TSI East Brunswick, LLC v. East Brunswick Bd. of Adj., 215 N.J. 26 (2013). The Municipal Land Use Law (“MLUL”), N.J.S.A. 40:55D-70(d)(3), authorizes applications for conditional use variances. A conditional use is one that is permitted by ordinance provided that the applicant meets all the conditions for that use that the ordinance prescribes. An applicant who cannot meet all the conditions for such a use can seek a conditional use variance. This is in contrast to a use variance, which seeks permission for a use that is otherwise forbidden in the zone. Both use variances and conditional use variances require proof of both the “positive criteria” (that is, “special reasons” for the grant of a variance) and the “negative criteria” (that is, no “substantial detriment to the public good … [or] substantial[ ] impair[ment of] the intent and purpose of the zone plan and zoning ordinance”) of N.J.S.A. 40:55D-70(d).
In Medici v. BPR Co., 107 N.J. 1 (1987), the Supreme Court held that proof of the positive and negative criteria in connection with a use variance would be governed by an enhanced standard. That was because use variances are disfavored, and the policy is to “prevent the improper use of the variance power” in order to avoid piecemeal use variances, whose cumulative effect would be to undercut the zoning ordinance’s specification of permitted uses. In Coventry Square, Inc. v. Westwood Bd. of Adj., 138 N.J. 285 (1994), which involved conditional use variances, the Court decided that, as to the positive criteria, the Medici enhanced standard of proof would not apply. The Court reasoned that conditional use variances are very unlike use variances, since the latter seeks approval of a prohibited use, while the former seeks a deviation only from conditions on an otherwise allowable use.

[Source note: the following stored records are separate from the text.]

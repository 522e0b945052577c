//! Configuration schema definitions.

use std::path::PathBuf;

use passfill_core::{Classifier, FieldType, KeywordTable};
use serde::{Deserialize, Serialize};

use crate::loader::ConfigLoader;

/// Root configuration.
#[derive(Debug, Clone, Default, Serialize, Deserialize)]
pub struct Config {
    #[serde(default)]
    pub classifier: ClassifierConfig,

    #[serde(default)]
    pub logging: LoggingConfig,
}

/// Classifier tables and toggles.
#[derive(Debug, Clone, Serialize, Deserialize)]
pub struct ClassifierConfig {
    /// Run the text keyword stage after the markup stage.
    #[serde(default = "default_true")]
    pub keyword_stage: bool,

    /// Explicit hints appended after the built-in hint table.
    #[serde(default)]
    pub extra_hints: Vec<HintMapping>,

    /// Replacement keyword table; empty keeps the built-in one.
    #[serde(default)]
    pub keywords: Vec<KeywordGroup>,
}

impl Default for ClassifierConfig {
    fn default() -> Self {
        Self {
            keyword_stage: default_true(),
            extra_hints: Vec::new(),
            keywords: Vec::new(),
        }
    }
}

impl ClassifierConfig {
    /// Build a classifier from this section.
    pub fn build_classifier(&self) -> Classifier {
        let mut builder = Classifier::builder().keyword_stage(self.keyword_stage);

        for mapping in &self.extra_hints {
            builder = builder.hint(mapping.hint.clone(), mapping.field_type);
        }

        if !self.keywords.is_empty() {
            let table = self
                .keywords
                .iter()
                .fold(KeywordTable::new(), |table, group| {
                    table.group(group.field_type, &group.keywords)
                });
            builder = builder.keywords(table);
        }

        builder.build()
    }
}

/// One extra explicit hint.
#[derive(Debug, Clone, PartialEq, Eq, Serialize, Deserialize)]
pub struct HintMapping {
    pub hint: String,
    pub field_type: FieldType,
}

/// Keywords for one field type, consulted in declaration order.
#[derive(Debug, Clone, PartialEq, Eq, Serialize, Deserialize)]
pub struct KeywordGroup {
    pub field_type: FieldType,
    #[serde(default)]
    pub keywords: Vec<String>,
}

/// Logging configuration.
#[derive(Debug, Clone, Serialize, Deserialize)]
pub struct LoggingConfig {
    /// Default filter when `RUST_LOG` is unset.
    #[serde(default = "default_level")]
    pub level: String,

    /// Write a daily-rolling log file next to console output.
    #[serde(default = "default_true")]
    pub file: bool,

    /// Log directory; defaults to `~/.passfill/logs`.
    #[serde(default, skip_serializing_if = "Option::is_none")]
    pub directory: Option<PathBuf>,
}

impl Default for LoggingConfig {
    fn default() -> Self {
        Self {
            level: default_level(),
            file: default_true(),
            directory: None,
        }
    }
}

impl LoggingConfig {
    /// Directory log files are written to, with `~` expanded.
    pub fn log_directory(&self) -> PathBuf {
        match &self.directory {
            Some(dir) => PathBuf::from(ConfigLoader::expand_path(&dir.to_string_lossy())),
            None => passfill_dir().join("logs"),
        }
    }
}

/// The `~/.passfill` directory.
pub fn passfill_dir() -> PathBuf {
    dirs::home_dir()
        .map(|h| h.join(".passfill"))
        .unwrap_or_else(|| PathBuf::from(".passfill"))
}

/// Config file used when none is given on the command line.
pub fn default_config_path() -> PathBuf {
    passfill_dir().join("config.toml")
}

fn default_true() -> bool {
    true
}

fn default_level() -> String {
    "info".to_string()
}

#[cfg(test)]
#[path = "schema_tests.rs"]
mod tests;
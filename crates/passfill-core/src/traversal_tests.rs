use super::*;
use crate::classifier::KeywordTable;
use crate::field_type::FieldType;
use crate::node::{InputTypeHint, NodeId};

fn field(id: &str) -> Node {
    Node::new().with_id(id).important(true)
}

fn email_input() -> InputTypeHint {
    InputTypeHint::of(
        InputTypeHint::CLASS_TEXT,
        InputTypeHint::TEXT_VARIATION_EMAIL_ADDRESS,
    )
}

fn ids(result: &TraversalResult) -> Vec<&str> {
    result.fields.iter().map(|f| f.field_id.as_str()).collect()
}

#[test]
fn test_single_email_node() {
    let root = field("email").with_input_type(email_input());
    let result = NodeTraversal::default().traverse(&root);

    assert_eq!(
        result.fields,
        vec![ClassifiedField::new(NodeId::new("email"), FieldType::Email)]
    );
    assert_eq!(result.url, None);
    assert_eq!(result.visited_node_count, 1);
}

#[test]
fn test_fields_in_pre_order() {
    let root = Node::new()
        .with_child(
            Node::new()
                .with_child(field("a").with_hint("username"))
                .with_child(field("b").with_hint("password")),
        )
        .with_child(field("c").with_hint("phone"))
        .with_child(Node::new().with_child(field("d")));

    let result = NodeTraversal::default().traverse(&root);
    assert_eq!(ids(&result), vec!["a", "b", "c", "d"]);
    assert_eq!(result.fields[3].field_type, FieldType::Unknown);
    assert_eq!(result.visited_node_count, 7);
}

#[test]
fn test_parent_fields_come_before_children() {
    let root = field("outer").with_child(field("inner"));
    let result = NodeTraversal::default().traverse(&root);
    assert_eq!(ids(&result), vec!["outer", "inner"]);
}

#[test]
fn test_unimportant_node_excluded_but_counted() {
    let root = Node::new()
        .with_child(Node::new().with_id("skip").with_hint("password"))
        .with_child(field("keep").with_hint("username"));
    let result = NodeTraversal::default().traverse(&root);
    assert_eq!(ids(&result), vec!["keep"]);
    assert_eq!(result.visited_node_count, 3);
}

#[test]
fn test_unimportant_node_children_still_visited() {
    let root = Node::new()
        .with_id("container")
        .with_child(field("inside").with_hint("password"));
    let result = NodeTraversal::default().traverse(&root);
    assert_eq!(ids(&result), vec!["inside"]);
}

#[test]
fn test_node_without_id_never_classified() {
    let root = Node::new().important(true).with_hint("password");
    let result = NodeTraversal::default().traverse(&root);
    assert!(result.is_empty());
    assert_eq!(result.visited_node_count, 1);
}

#[test]
fn test_ancestor_url_wins() {
    let root = Node::new()
        .with_url("a.example")
        .with_child(Node::new().with_url("b.example"));
    let result = NodeTraversal::default().traverse(&root);
    assert_eq!(result.url.as_deref(), Some("a.example"));
}

#[test]
fn test_first_sibling_url_wins() {
    let root = Node::new()
        .with_child(Node::new().with_url("x.example"))
        .with_child(Node::new().with_url("y.example"));
    let result = NodeTraversal::default().traverse(&root);
    assert_eq!(result.url.as_deref(), Some("x.example"));
}

#[test]
fn test_shallower_url_beats_earlier_deeper_one() {
    let root = Node::new()
        .with_child(Node::new().with_child(Node::new().with_url("deep.example")))
        .with_child(Node::new().with_url("shallow.example"));
    let result = NodeTraversal::default().traverse(&root);
    assert_eq!(result.url.as_deref(), Some("shallow.example"));
}

#[test]
fn test_url_without_id_still_resolves() {
    let root = Node::new().with_child(Node::new().with_url("frame.example").with_child(field("pw").with_hint("password")));
    let result = NodeTraversal::default().traverse(&root);
    assert_eq!(result.url.as_deref(), Some("frame.example"));
    assert_eq!(ids(&result), vec!["pw"]);
}

#[test]
fn test_blank_url_ignored() {
    let root = Node::new()
        .with_url("  ")
        .with_child(Node::new().with_url("real.example"));
    let result = NodeTraversal::default().traverse(&root);
    assert_eq!(result.url.as_deref(), Some("real.example"));
}

#[test]
fn test_custom_classifier_is_used() {
    let classifier = Classifier::builder()
        .keywords(KeywordTable::new().group(FieldType::Username, ["identifiant"]))
        .build();
    let traversal = NodeTraversal::new(classifier);
    let root = field("login").with_text("Identifiant");
    let result = traversal.traverse(&root);
    assert_eq!(result.fields[0].field_type, FieldType::Username);
    assert_eq!(traversal.classifier().strategy_names().len(), 4);
}

#[test]
fn test_traversal_is_idempotent() {
    let root = Node::new()
        .with_url("a.example")
        .with_child(field("u").with_hint("username"))
        .with_child(field("p").with_html_attribute("type", "password"));
    let traversal = NodeTraversal::default();
    assert_eq!(traversal.traverse(&root), traversal.traverse(&root));
}

#[test]
fn test_very_deep_tree() {
    let depth = 50_000;
    let mut node = field("leaf").with_hint("password");
    for _ in 0..depth {
        node = Node::new().with_child(node);
    }
    let root = node.with_url("deep.example");

    let result = NodeTraversal::default().traverse(&root);
    assert_eq!(result.visited_node_count, depth + 1);
    assert_eq!(ids(&result), vec!["leaf"]);
    assert_eq!(result.url.as_deref(), Some("deep.example"));
}
//! Fill subcommand handler.

use std::path::Path;

use tracing::info;

use passfill_config::Config;
use passfill_core::fill::map_result;
use passfill_core::AutofillItem;

use crate::{build_traversal, load_tree};

/// Traverse a tree dump, map the item onto its fields and print the assignments.
pub(crate) async fn fill(
    config: &Config,
    tree_path: &Path,
    item_path: &Path,
) -> Result<(), Box<dyn std::error::Error>> {
    let traversal = build_traversal(config)?;
    let tree = load_tree(tree_path).await?;
    let item = load_item(item_path).await?;

    let result = traversal.traverse(&tree);
    let response = map_result(&item, &result);
    info!(
        fields = result.fields.len(),
        assignments = response.assignments.len(),
        url = result.url.as_deref().unwrap_or("-"),
        "Fill mapped"
    );

    println!("{}", serde_json::to_string_pretty(&response)?);
    Ok(())
}

async fn load_item(path: &Path) -> Result<AutofillItem, Box<dyn std::error::Error>> {
    let json = tokio::fs::read_to_string(path).await?;
    Ok(serde_json::from_str(&json)?)
}
//! HTML `type` attribute of web-rendered nodes.

use crate::field_type::FieldType;
use crate::node::Node;

use super::ClassificationStrategy;

/// Classifies web nodes by their first `type` attribute.
#[derive(Debug, Clone, Copy, Default)]
pub struct HtmlAttributeStrategy;

impl HtmlAttributeStrategy {
    pub fn lookup(type_value: &str) -> Option<FieldType> {
        match type_value.trim().to_ascii_lowercase().as_str() {
            "tel" => Some(FieldType::Phone),
            "email" => Some(FieldType::Email),
            "password" => Some(FieldType::Password),
            "text" => Some(FieldType::Other),
            _ => None,
        }
    }
}

impl ClassificationStrategy for HtmlAttributeStrategy {
    fn name(&self) -> &'static str {
        "html_attribute"
    }

    fn classify(&self, node: &Node) -> Option<FieldType> {
        node.html_attributes
            .iter()
            .find(|(key, _)| key.trim().eq_ignore_ascii_case("type"))
            .and_then(|(_, value)| Self::lookup(value))
    }
}
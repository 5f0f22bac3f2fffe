//! dlang backend
//!
//! Turns a parsed dlang [`Module`] into a binary module for the stack
//! machine:
//!
//! ```text
//! AST ─► ModuleGenerator ─► ModuleIr ─► Validator ─► Encoder ─► Vec<u8>
//! ```
//!
//! [`generate_module`] runs the whole pipeline with default settings.
//! [`Pipeline`] exposes the options and a custom [`SignatureResolver`].
//!
//! # Example
//!
//! ```
//! use bumpalo::Bump;
//! use dlang::ast::{AstBuilder, BinaryOp};
//!
//! let arena = Bump::new();
//! let b = AstBuilder::new(&arena);
//! let body = b.block(&[
//!     b.let_stmt("x", b.int(2)),
//!     b.let_stmt("y", b.int(3)),
//!     b.expr_stmt(b.binary(b.path("x"), BinaryOp::Add, b.path("y"))),
//! ]);
//! let module = b.module(&[b.function("main", &[], body)]);
//!
//! let bytes = dlang::generate_module(&module).unwrap();
//! assert_eq!(&bytes[..4], b"\0asm");
//! ```

use std::fmt;

pub use dlang_ast as ast;
pub use dlang_compiler as compiler;

pub use dlang_ast::Module;
pub use dlang_compiler::{
    CodegenOptions, Encoder, FuncType, Function, Instruction, ModuleGenerator, ModuleIr,
    NumericOp, NumericResolver, SignatureResolver, TypeTable, ValidationReport, Validator,
};
pub use dlang_core::{
    CompilationError, Diagnostics, DlangError, EncodingError, Span, ValType, ValidationError,
};

/// Generate, validate and encode a module with the default settings.
pub fn generate_module(module: &Module<'_>) -> Result<Vec<u8>, Diagnostics> {
    Pipeline::new().run(module)
}

/// Everything a successful pipeline run produced.
#[derive(Debug, Clone, PartialEq, Eq)]
pub struct Assembled {
    /// The validated module IR.
    pub ir: ModuleIr,
    /// Per-function validation statistics.
    pub report: ValidationReport,
    /// The encoded binary module.
    pub bytes: Vec<u8>,
}

/// Configurable code generation pipeline.
pub struct Pipeline {
    resolver: Box<dyn SignatureResolver>,
    options: CodegenOptions,
}

impl Pipeline {
    /// Pipeline with [`NumericResolver`] and default options.
    pub fn new() -> Self {
        Self {
            resolver: Box::new(NumericResolver),
            options: CodegenOptions::default(),
        }
    }

    /// Replace the signature resolver.
    pub fn with_resolver(mut self, resolver: Box<dyn SignatureResolver>) -> Self {
        self.resolver = resolver;
        self
    }

    pub fn with_options(mut self, options: CodegenOptions) -> Self {
        self.options = options;
        self
    }

    pub fn options(&self) -> &CodegenOptions {
        &self.options
    }

    /// Generate the module IR without validating or encoding it.
    pub fn generate_ir(&self, module: &Module<'_>) -> Result<ModuleIr, Diagnostics> {
        ModuleGenerator::new(self.resolver.as_ref(), &self.options).run(module)
    }

    /// Run every phase and keep the intermediate results.
    #[cfg_attr(feature = "profiling", profiling::function)]
    pub fn assemble(&self, module: &Module<'_>) -> Result<Assembled, Diagnostics> {
        let ir = self.generate_ir(module)?;
        let report = Validator::new().validate(&ir)?;
        let bytes = Encoder::from_options(&self.options).encode(&ir)?;

        tracing::debug!(
            functions = ir.functions.len(),
            max_stack_depth = report.max_stack_depth(),
            bytes = bytes.len(),
            "assembled module"
        );

        Ok(Assembled { ir, report, bytes })
    }

    /// Run every phase and return the encoded module.
    pub fn run(&self, module: &Module<'_>) -> Result<Vec<u8>, Diagnostics> {
        self.assemble(module).map(|assembled| assembled.bytes)
    }
}

impl Default for Pipeline {
    fn default() -> Self {
        Self::new()
    }
}

impl fmt::Debug for Pipeline {
    fn fmt(&self, f: &mut fmt::Formatter<'_>) -> fmt::Result {
        f.debug_struct("Pipeline")
            .field("options", &self.options)
            .finish_non_exhaustive()
    }
}
//! Block body compilation.

use dlang_ast::Block;
use dlang_core::ValType;

use super::{Result, StmtCompiler};

impl<'a, 'ctx> StmtCompiler<'a, 'ctx> {
    /// Compile the statements of a block in the current scope.
    ///
    /// The caller owns scoping: function bodies are lowered at function
    /// scope, block expressions push their own scope first. The block yields
    /// a value only when its final statement is an expression that does.
    pub fn compile_block_body<'ast>(&mut self, block: &Block<'ast>) -> Result<Option<ValType>> {
        let mut result = None;
        let count = block.stmts.len();

        for (i, stmt) in block.stmts.iter().enumerate() {
            result = self.compile(stmt, i + 1 == count)?;
        }

        Ok(result)
    }
}

#[cfg(test)]
mod tests {
    use super::*;
    use crate::context::FunctionContext;
    use crate::emit::InstructionBuilder;
    use crate::ir::Instruction;
    use crate::type_resolver::NumericResolver;
    use bumpalo::Bump;
    use dlang_ast::AstBuilder;

    #[test]
    fn empty_block() {
        let arena = Bump::new();
        let b = AstBuilder::new(&arena);
        let resolver = NumericResolver;
        let mut ctx = FunctionContext::new("test", &resolver, 8);
        let mut emitter = InstructionBuilder::new();

        let result = StmtCompiler::new(&mut ctx, &mut emitter)
            .compile_block_body(&b.block(&[]))
            .unwrap();
        assert_eq!(result, None);
        assert!(emitter.is_empty());
    }

    #[test]
    fn trailing_declaration_yields_nothing() {
        let arena = Bump::new();
        let b = AstBuilder::new(&arena);
        let resolver = NumericResolver;
        let mut ctx = FunctionContext::new("test", &resolver, 8);
        let mut emitter = InstructionBuilder::new();

        let block = b.block(&[b.expr_stmt(b.int(1)), b.let_stmt("x", b.int(2))]);
        let result = StmtCompiler::new(&mut ctx, &mut emitter)
            .compile_block_body(&block)
            .unwrap();
        assert_eq!(result, None);
        assert_eq!(
            emitter.code(),
            &[
                Instruction::Const(1),
                Instruction::Drop,
                Instruction::Const(2),
                Instruction::LocalSet(0),
            ]
        );
    }

    #[test]
    fn stops_at_first_error() {
        let arena = Bump::new();
        let b = AstBuilder::new(&arena);
        let resolver = NumericResolver;
        let mut ctx = FunctionContext::new("test", &resolver, 8);
        let mut emitter = InstructionBuilder::new();

        let block = b.block(&[
            b.expr_stmt(b.path("a")),
            b.expr_stmt(b.path("b")),
        ]);
        let err = StmtCompiler::new(&mut ctx, &mut emitter)
            .compile_block_body(&block)
            .unwrap_err();
        assert!(err.to_string().contains("'a'"));
    }
}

The issue in today’s case was whether the stricter Medici standard of proof or the more relaxed Coventry Square regime is applicable to the negative criteria on a conditional use variance application. In an opinion by Justice Hoens, the Court concluded that the Coventry Square standard would govern the negative as well as the positive criteria. Justice Hoens gave three reasons for that result.
First, the same policy that led the Court in Coventry Square to reject the strict Medici standard applied here. A use variance “proceeds in the context of a use that the governing body has prohibited,” while a conditional use variance “proceeds in the context of a use that, if it complies with certain conditions, is permitted,” which is “an entirely different premise.”
Second, though plaintiff, an objector to the conditional use variance application, had asserted that Appellate Division cases on this issue were split and/or differed with Coventry Square, neither of those contentions was correct. Justice Hoens analyzed each of the cases and showed that there was no inconsistency.
Finally, plaintiff had relied heavily on Cox & Koenig, New Jersey Zoning and Land Use Administration. The authors, whom the Court characterized as “the leading commentators on the MLUL,” had stated that nothing in Coventry Square suggested that the enhanced quality of proof of the negative criteria that Medici announced would not also apply to conditional use variances, and that “the rationale for such enhanced quality of proof applies with equal force” to conditional use variances. Justice Hoens disagreed. The authors’ view would “effectively erase the distinction that a conditional use creates.”
This was the correct decision. Conditional uses are different, as the MLUL recognizes, and the Coventry Square rationale applies equally to both the positive and negative criteria. The use variance context in which the Medici test arose is a unique one, and even there, as Justice Hoens observed, the Court later made Medici inapplicable to use variances involving “inherently beneficial” uses, in Sica v. Wall Tp. Bd. of Adj., 127 N.J. 152 (1992) [Disclosure: I argued in the Supreme Court on behalf of the successful plaintiff in Sica]. To the extent that today’s decision further limits Medici to its own context, the Court has moved the law in the proper direction.